Dataset entries:
☆ ☆ ☆
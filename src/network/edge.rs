//! Graph edge output type
//!
//! Edge ids are derived deterministically from `(kind, source, target)`
//! so that repeated builds on identical input yield an identical
//! edge-id set.

use serde::{Deserialize, Serialize};
use std::fmt;

/// Relationship type of an edge.
#[derive(Debug, Clone, Copy, PartialEq, Eq, Hash, Serialize, Deserialize)]
#[serde(rename_all = "camelCase")]
pub enum EdgeKind {
    /// Superior at level i to its representative parent at level i-1.
    Management,
    /// Center to a colleague.
    Colleague,
    /// Center to a project collaborator.
    Collaboration,
    /// Consecutive colleagues along the ring, a path not a clique.
    ColleagueChain,
    /// Consecutive same-project collaborators, a path not a clique.
    ProjectChain,
}

impl EdgeKind {
    /// Stable slug used in derived edge ids.
    pub fn slug(&self) -> &'static str {
        match self {
            EdgeKind::Management => "mgmt",
            EdgeKind::Colleague => "peer",
            EdgeKind::Collaboration => "collab",
            EdgeKind::ColleagueChain => "peer-chain",
            EdgeKind::ProjectChain => "proj-chain",
        }
    }
}

impl fmt::Display for EdgeKind {
    fn fmt(&self, f: &mut fmt::Formatter<'_>) -> fmt::Result {
        write!(f, "{}", self.slug())
    }
}

/// A directed edge of the relationship graph.
#[derive(Debug, Clone, PartialEq, Serialize, Deserialize)]
#[serde(rename_all = "camelCase")]
pub struct GraphEdge {
    pub id: String,
    pub source: String,
    pub target: String,
    pub kind: EdgeKind,
}

impl GraphEdge {
    pub(crate) fn new(kind: EdgeKind, source: impl Into<String>, target: impl Into<String>) -> Self {
        let source = source.into();
        let target = target.into();
        GraphEdge {
            id: Self::derive_id(kind, &source, &target),
            source,
            target,
            kind,
        }
    }

    /// Deterministic id for the `(kind, source, target)` triple.
    pub fn derive_id(kind: EdgeKind, source: &str, target: &str) -> String {
        format!("{}:{}->{}", kind.slug(), source, target)
    }
}
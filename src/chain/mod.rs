//! Linear management-chain resolver

pub mod resolver;

// Re-export main types
pub use resolver::{build_chain, resolve_chain, ChainEntry, ChainLevel, ChainResolution};
//! Network graph builder and layout primitives

pub mod builder;
pub mod edge;
pub mod layout;
pub mod node;

// Re-export main types
pub use builder::{BuildReport, NetworkGraph, NetworkGraphBuilder};
pub use edge::{EdgeKind, GraphEdge};
pub use layout::{LayoutConfig, Point};
pub use node::{GraphNode, RoleKind};
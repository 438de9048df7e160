//! Warning taxonomy for relation resolution and graph building
//!
//! The engine has no fatal errors: every anomaly degrades to "omit the
//! affected node/edge". The strict entry points (`resolve_chain`,
//! `build_with_report`) collect one [`RelationWarning`] per omission so
//! callers can surface them; the lenient entry points discard them.

use crate::relation::EmployeeId;
use thiserror::Error;

/// A non-fatal anomaly encountered while resolving relations.
#[derive(Error, Debug, Clone, PartialEq, Eq)]
pub enum RelationWarning {
    /// The requested employee has no relation record. The build still
    /// returns an empty chain or empty graph.
    #[error("employee {0} has no relation record")]
    NotFound(EmployeeId),

    /// A superior reference could not be matched against any record.
    #[error("superior reference {raw:?} does not match any record")]
    UnresolvedReference { raw: String },

    /// A superior reference matched more than one record by name.
    /// The reference is skipped rather than resolved to an arbitrary
    /// first match.
    #[error("superior reference {raw:?} matches {matches} records")]
    AmbiguousReference { raw: String, matches: usize },

    /// An input entry is missing its id or name and was skipped.
    #[error("{context} entry at index {index} is missing an id or name")]
    MalformedEntry {
        context: &'static str,
        index: usize,
    },
}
☆ ☆ ☆
What you should do: Every line above from the line with "against any record." to the line with "and was skipped.", both included, must be reproduced exactly, and no other line may appear.

Solution for this task:
    /// A superior reference could not be matched against any record.
    #[error("superior reference {raw:?} does not match any record")]
    UnresolvedReference { raw: String },

    /// A superior reference matched more than one record by name.
    /// The reference is skipped rather than resolved to an arbitrary
    /// first match.
    #[error("superior reference {raw:?} matches {matches} records")]
    AmbiguousReference { raw: String, matches: usize },

    /// An input entry is missing its id or name and was skipped.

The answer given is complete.